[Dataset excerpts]
################

//! # Picking
//!
//! 倉儲揀貨波次模型：訂單、揀貨員、物料與揀貨記錄，以及候選解驗證

pub use picking_calc::{
    BatchValidator, InstanceValidation, PickingTally, RunnerLoad, ValidationError, Validator,
    WaveSelection, WaveSummary,
};
pub use picking_core::{
    EntityKind, Instance, Item, Order, Picking, PickingError, Runner, ValidationConfig,
    WaveBoundsScope,
};
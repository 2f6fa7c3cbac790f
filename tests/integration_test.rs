//! 集成測試

use picking::*;
use rstest::rstest;

/// 三位揀貨員、三張訂單的小型倉庫
///
/// - 訂單 0: 物料3 x5
/// - 訂單 1: 物料7 x4、物料1 x2
/// - 訂單 2: 物料1 x6
/// - 揀貨員 0: 物料3 x3、物料1 x8
/// - 揀貨員 1: 物料3 x2、物料7 x4
/// - 揀貨員 2: 物料7 x4
fn warehouse(lb: u64, ub: u64) -> Instance {
    Instance::new(
        vec![
            Order::from_pairs(0, [(3, 5)]),
            Order::from_pairs(1, [(7, 4), (1, 2)]),
            Order::from_pairs(2, [(1, 6)]),
        ],
        vec![
            Runner::from_pairs(0, [(3, 3), (1, 8)]),
            Runner::from_pairs(1, [(3, 2), (7, 4)]),
            Runner::from_pairs(2, [(7, 4)]),
        ],
        10,
        lb,
        ub,
    )
    .unwrap()
}

#[test]
fn test_full_wave_accepted() {
    // 場景：三張訂單全部揀完，兩位揀貨員出勤
    let instance = warehouse(5, 20);
    let pickings = vec![
        Picking::new(0, 3, 3, 0),
        Picking::new(0, 3, 2, 1),
        Picking::new(1, 7, 4, 1),
        Picking::new(1, 1, 2, 0),
        Picking::new(2, 1, 6, 0),
    ];

    let summary = instance.validate(&pickings).unwrap();

    assert_eq!(summary.total_units, 17);
    assert_eq!(summary.active_runners(), 2);
    assert_eq!(summary.load_of(0), 11);
    assert_eq!(summary.load_of(1), 6);
    assert_eq!(summary.load_of(2), 0);
    assert!(Validator::default().collect_violations(&instance, &pickings).is_empty());

    // 同一組揀貨記錄在波次層級也可行
    let selection = WaveSelection::from_pickings(&instance, &pickings).unwrap();
    assert!(selection.is_feasible());
    assert_eq!(selection.total_units(), summary.total_units);
}

#[test]
fn test_split_then_over_pick() {
    let instance = warehouse(0, 20);
    let mut pickings = vec![Picking::new(0, 3, 3, 0), Picking::new(0, 3, 2, 1)];
    assert!(instance.validate(&pickings).is_ok());

    pickings.push(Picking::new(0, 3, 1, 0));
    let err = instance.validate(&pickings).unwrap_err();

    assert_eq!(
        err,
        ValidationError::DemandExceeded {
            order: 0,
            item: Item::new(3),
            requested: 6,
            available: 5,
        }
    );
    assert!(err.is_capacity_violation());
}

#[test]
fn test_stock_exceeded_with_ample_demand() {
    let instance = Instance::new(
        vec![Order::from_pairs(0, [(7, 10)])],
        vec![Runner::from_pairs(0, [(7, 4)])],
        8,
        0,
        20,
    )
    .unwrap();

    let err = instance.validate(&[Picking::new(0, 7, 5, 0)]).unwrap_err();
    assert!(matches!(
        err,
        ValidationError::StockExceeded {
            runner: 0,
            requested: 5,
            available: 4,
            ..
        }
    ));
}

#[rstest]
#[case(9, false)]
#[case(10, true)]
#[case(15, true)]
#[case(20, true)]
#[case(21, false)]
#[case(25, false)]
fn test_wave_size_table(#[case] units: u32, #[case] accepted: bool) {
    let instance = Instance::new(
        vec![Order::from_pairs(0, [(0, 50)])],
        vec![
            Runner::from_pairs(0, [(0, 50)]),
            Runner::from_pairs(1, [(0, 50)]),
            Runner::from_pairs(2, [(0, 50)]),
        ],
        1,
        10,
        20,
    )
    .unwrap();

    let result = instance.validate(&[Picking::new(0, 0, units, 1)]);
    assert_eq!(result.is_ok(), accepted, "units = {}", units);
}

#[test]
fn test_reference_error_independent_of_quantity() {
    let instance = warehouse(0, 20);

    for quantity in [0, 1, 1_000] {
        let err = instance
            .validate(&[Picking::new(0, 3, quantity, 99)])
            .unwrap_err();
        assert!(matches!(
            err,
            ValidationError::Reference {
                position: 0,
                target: EntityKind::Runner,
                ..
            }
        ));
    }
}

#[test]
fn test_empty_candidate_always_valid() {
    for (lb, ub) in [(0, 0), (10, 20), (100, 100)] {
        let summary = warehouse(lb, ub).validate(&[]).unwrap();
        assert_eq!(summary.total_units, 0);
    }
}

#[test]
fn test_lookup_failure_is_distinct_from_validation() {
    let instance = warehouse(0, 20);

    let lookup = instance.get_order_by_index(3).unwrap_err();
    assert!(matches!(lookup, PickingError::IndexOutOfRange { entity: EntityKind::Order, .. }));

    let runner = instance.get_runner_by_index(1).unwrap();
    assert_eq!(runner.index(), 1);
    assert!(runner.can_fulfill(Item::new(7), 4));
}

#[test]
fn test_instance_from_json_and_batch() {
    let json = r#"{
        "orders": [
            {"index": 0, "items": {"0": 4}},
            {"index": 1, "items": {"1": 2, "0": 1}}
        ],
        "runners": [
            {"index": 0, "stock": {"0": 5}},
            {"index": 1, "stock": {"1": 2}}
        ],
        "num_items": 2,
        "lb": 1,
        "ub": 5
    }"#;
    let instance = Instance::from_json_str(json).unwrap();
    assert_eq!(instance.to_string(), "Instance(orders=2, runners=2, num_items=2, lb=1, ub=5)");
    assert_eq!(instance.get_order_by_index(1).unwrap().total_items(), 3);

    let candidates = vec![
        vec![Picking::new(0, 0, 4, 0), Picking::new(1, 0, 1, 0), Picking::new(1, 1, 2, 1)],
        vec![Picking::new(0, 0, 4, 0), Picking::new(1, 0, 1, 0)],
        vec![Picking::new(0, 0, 4, 0), Picking::new(1, 0, 2, 0)],
    ];

    let results = BatchValidator::default().validate_all(&instance, &candidates);
    assert!(results[0].is_ok());
    assert!(results[1].is_ok());
    assert!(matches!(results[2], Err(ValidationError::DemandExceeded { order: 1, .. })));

    let (best, summary) = BatchValidator::default()
        .best_feasible(&instance, &candidates)
        .unwrap();
    assert_eq!(best, 1);
    assert_eq!(summary.units_per_runner(), 5.0);
}

#[test]
fn test_summary_serializes_to_json() {
    let instance = warehouse(0, 20);
    let summary = instance.validate(&[Picking::new(2, 1, 6, 0)]).unwrap();

    let json = serde_json::to_value(&summary).unwrap();
    assert_eq!(json["total_units"], 6);
    assert_eq!(json["runner_loads"][0]["runner_index"], 0);
    assert_eq!(json["runner_loads"][0]["units"], 6);
}
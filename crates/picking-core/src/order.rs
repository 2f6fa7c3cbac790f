//! 訂單模型

use crate::Item;
use serde::{Deserialize, Serialize};
use std::collections::HashMap;

/// 訂單
#[derive(Debug, Clone, PartialEq, Eq, Serialize, Deserialize)]
pub struct Order {
    /// 訂單索引（即在實例中的位置）
    index: usize,

    /// 需求：物料 -> 需求數量
    items: HashMap<Item, u32>,
}

impl Order {
    /// 創建新的訂單
    pub fn new(index: usize, items: HashMap<Item, u32>) -> Self {
        Self { index, items }
    }

    /// 由 `(物料編號, 數量)` 配對創建訂單，重複物料的數量會累加
    pub fn from_pairs<I>(index: usize, pairs: I) -> Self
    where
        I: IntoIterator<Item = (u32, u32)>,
    {
        let mut items = HashMap::new();
        for (id, quantity) in pairs {
            *items.entry(Item::new(id)).or_insert(0) += quantity;
        }
        Self::new(index, items)
    }

    /// 訂單索引
    #[inline]
    pub fn index(&self) -> usize {
        self.index
    }

    /// 需求映射（唯讀）
    #[inline]
    pub fn items(&self) -> &HashMap<Item, u32> {
        &self.items
    }

    /// 需求總件數，每次呼叫重新計算
    pub fn total_items(&self) -> u64 {
        self.items.values().map(|&q| u64::from(q)).sum()
    }

    /// 某物料的需求數量（未列出者為 0）
    pub fn demand_for(&self, item: Item) -> u32 {
        self.items.get(&item).copied().unwrap_or(0)
    }

    /// 檢查訂單是否沒有任何需求
    pub fn is_empty(&self) -> bool {
        self.items.is_empty()
    }
}

impl std::fmt::Display for Order {
    fn fmt(&self, f: &mut std::fmt::Formatter<'_>) -> std::fmt::Result {
        let mut entries: Vec<_> = self.items.iter().collect();
        entries.sort();
        write!(f, "Order(id={}, items={{", self.index)?;
        for (n, (item, quantity)) in entries.into_iter().enumerate() {
            if n > 0 {
                write!(f, ", ")?;
            }
            write!(f, "{}={}", item.id(), quantity)?;
        }
        write!(f, "}})")
    }
}
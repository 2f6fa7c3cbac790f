//! 批次驗證範例
//!
//! 從 JSON 載入實例，平行驗證多組候選解並挑出最佳者

use picking::*;
use tracing_subscriber::EnvFilter;

const INSTANCE_JSON: &str = r#"{
    "orders": [
        {"index": 0, "items": {"0": 4, "2": 1}},
        {"index": 1, "items": {"1": 3}},
        {"index": 2, "items": {"0": 2, "1": 1}}
    ],
    "runners": [
        {"index": 0, "stock": {"0": 6, "1": 2}},
        {"index": 1, "stock": {"1": 4, "2": 1}},
        {"index": 2, "stock": {"0": 1, "2": 3}}
    ],
    "num_items": 3,
    "lb": 2,
    "ub": 8
}"#;

fn main() -> anyhow::Result<()> {
    tracing_subscriber::fmt()
        .with_env_filter(
            EnvFilter::try_from_default_env().unwrap_or_else(|_| EnvFilter::new("info")),
        )
        .init();

    println!("===== Batch Validation Example =====\n");

    let instance = Instance::from_json_str(INSTANCE_JSON)?;
    println!("Loaded {}\n", instance);

    let candidates = vec![
        vec![
            Picking::new(0, 0, 4, 0),
            Picking::new(0, 2, 1, 1),
            Picking::new(1, 1, 3, 1),
        ],
        vec![
            Picking::new(0, 0, 4, 0),
            Picking::new(0, 2, 1, 2),
            Picking::new(2, 0, 2, 0),
            Picking::new(2, 1, 1, 0),
        ],
        vec![Picking::new(1, 1, 3, 0)],
        vec![Picking::new(0, 0, 1, 2)],
    ];
    tracing::info!("載入實例，候選解 {} 組待驗證", candidates.len());

    // 以波次總量套用上下限
    let validator =
        Validator::new(ValidationConfig::new().with_bounds_scope(WaveBoundsScope::Wave));
    let batch = BatchValidator::new(validator);

    for (position, result) in batch.validate_all(&instance, &candidates).iter().enumerate() {
        match result {
            Ok(summary) => println!(
                "Candidate {}: OK, {} units over {} runners",
                position,
                summary.total_units,
                summary.active_runners()
            ),
            Err(err) => println!("Candidate {}: rejected ({})", position, err),
        }
    }

    match batch.best_feasible(&instance, &candidates) {
        Some((position, summary)) => println!(
            "\nBest candidate: {} ({:.2} units per runner)",
            position,
            summary.units_per_runner()
        ),
        None => println!("\nNo feasible candidate"),
    }

    Ok(())
}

################

TRY IT:
Look back at the entries above and repeat, unchanged, every line from the line holding "use std::collections::HashMap;" through the line holding "pub fn new(index: usize, items: HashMap<Item, u32>)".

FINISHED TASK:
use std::collections::HashMap;

/// 訂單
#[derive(Debug, Clone, PartialEq, Eq, Serialize, Deserialize)]
pub struct Order {
    /// 訂單索引（即在實例中的位置）
    index: usize,

    /// 需求：物料 -> 需求數量
    items: HashMap<Item, u32>,
}

impl Order {
    /// 創建新的訂單
    pub fn new(index: usize, items: HashMap<Item, u32>) -> Self {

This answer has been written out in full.